You'll get down to the bottom near Tama Ohashi; I imagine this is a landmark. As the name implies, it is a big bridge. Woodrow told me that it's unnecessarily long in order to create incrementally more construction-industry dollars for the local area. I would believe anything about Japan's rural construction industry.

Go up the road opposite the bridge, behind the camera in this shot.
As usual, I felt there was no appropriate course of action other than taking a picture of this laundry on the line. And the house, and if you zoom a bit you'll see some nice flowers. But basically laundry. It's a funny thing, but I love being out in the countryside in Japan. I love the sights, I love the smells, and I love the depressed conditions. It's peaceful and relaxing if you don't mind the pervasive sadness. And damp underwear.



Here, I was just so excited that I could read the name that I felt like I had to stop in. In the process, I learned another sake that's made within the borders of Tokyo, other than the well-known Sawanoi. Tamajiman (as mentioned on the sign) is made in Fussa, only a few stops from here. If anyone can tell me why the Tama in the name isn't written the same as the river it's next to, I'll send them a bottle of sake. We're looking for good explanations here, not just "both characters can be read 'man'."

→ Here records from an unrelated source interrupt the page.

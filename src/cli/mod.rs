//! Command-line interface for akscreds
//!
//! - `args`: CLI argument definitions (clap)
//! - `run`: entry point and output handling

pub mod args;
mod run;


pub use args::{Cli, build_cli};
pub use run::run;
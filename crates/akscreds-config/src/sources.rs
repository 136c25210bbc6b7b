use std::collections::BTreeMap;

use crate::model::Config;

impl Config {
    /// Effective configuration as `key -> (value, source)`, sorted by key.
    #[must_use]
    pub fn effective_config(&self) -> BTreeMap<String, (String, String)> {
        let entries = [
            ("verbose", self.defaults.verbose.to_string()),
            ("dry_run", self.defaults.dry_run.to_string()),
            ("tools.az", self.tools.az.clone()),
            ("tools.kubelogin", self.tools.kubelogin.clone()),
            ("fetch.login_mode", self.fetch.login_mode.clone()),
            (
                "fetch.overwrite_existing",
                self.fetch.overwrite_existing.to_string(),
            ),
            (
                "fetch.target_delay_ms",
                self.fetch.target_delay_ms.to_string(),
            ),
            ("subscriptions.include", self.subscriptions.include.join(", ")),
        ];

        entries
            .into_iter()
            .map(|(key, value)| {
                let source = self.source_of(key).as_str().to_string();
                (key.to_string(), (value, source))
            })
            .collect()
    }
}

#[cfg(test)]
mod tests {
    use super::*;
    use akscreds_utils::types::ConfigSource;

    #[test]
    fn test_effective_config_reports_sources() {
        let mut config = Config::defaults();
        config.subscriptions.include = vec!["a".to_string(), "b".to_string()];
        config
            .source_attribution
            .insert("subscriptions.include".to_string(), ConfigSource::Cli);

        let effective = config.effective_config();

        assert_eq!(
            effective.get("subscriptions.include"),
            Some(&("a, b".to_string(), "cli".to_string()))
        );
        assert_eq!(
            effective.get("fetch.login_mode"),
            Some(&("azurecli".to_string(), "default".to_string()))
        );
        assert_eq!(effective.len(), 8);
    }
}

More pertinently, this is a seriously old-fashioned store, of a type you may not have seen before. I like some old-fashioned in my diet (just like I like some European and some modern, although you wouldn't know it from the last 6 months' dining trends. I think we're getting ready for a heavy bistro period.). Wooden doors, old windows, and tatami-covered seating areas in the back for the family to relax while waiting for customers...all nice once in a while.


Unlike many old-fashioned stores, they have a good selection with some interesting stuff. Lots of different types of Sawanoi, and also of Tamajiman (both mostly local). I picked up a bottle of 2007 Tama yamahai junmai; not only did I pick it up, but I paid for it and took it home. In some ways I wish I had put it down - since it wasn't refrigerated, what are the chances that it a) started out good and b) is still worth drinking now? Maybe it's an opportunity to get into hot sake at home. Maybe it's an opportunity to do some cooking. It's wrapped up tight in newspaper, which is actually a sign of serious intent in sake bottling, but I shudder mildly when I think of the potentialities.

I'm pretty sure this is the first post anywhere on this store, so you'll have to give 'em a call. If you do call, be thoughtful. The guy working the counter mus thave been almost deaf - at this point in my Japanese campaign I don't think our lack of mutual understanding was caused by my accent or atrocious grammer (to say nothing of my spelling). Especially not when his wife kept answering my questions from the back of the store while he smiled and said "EH?".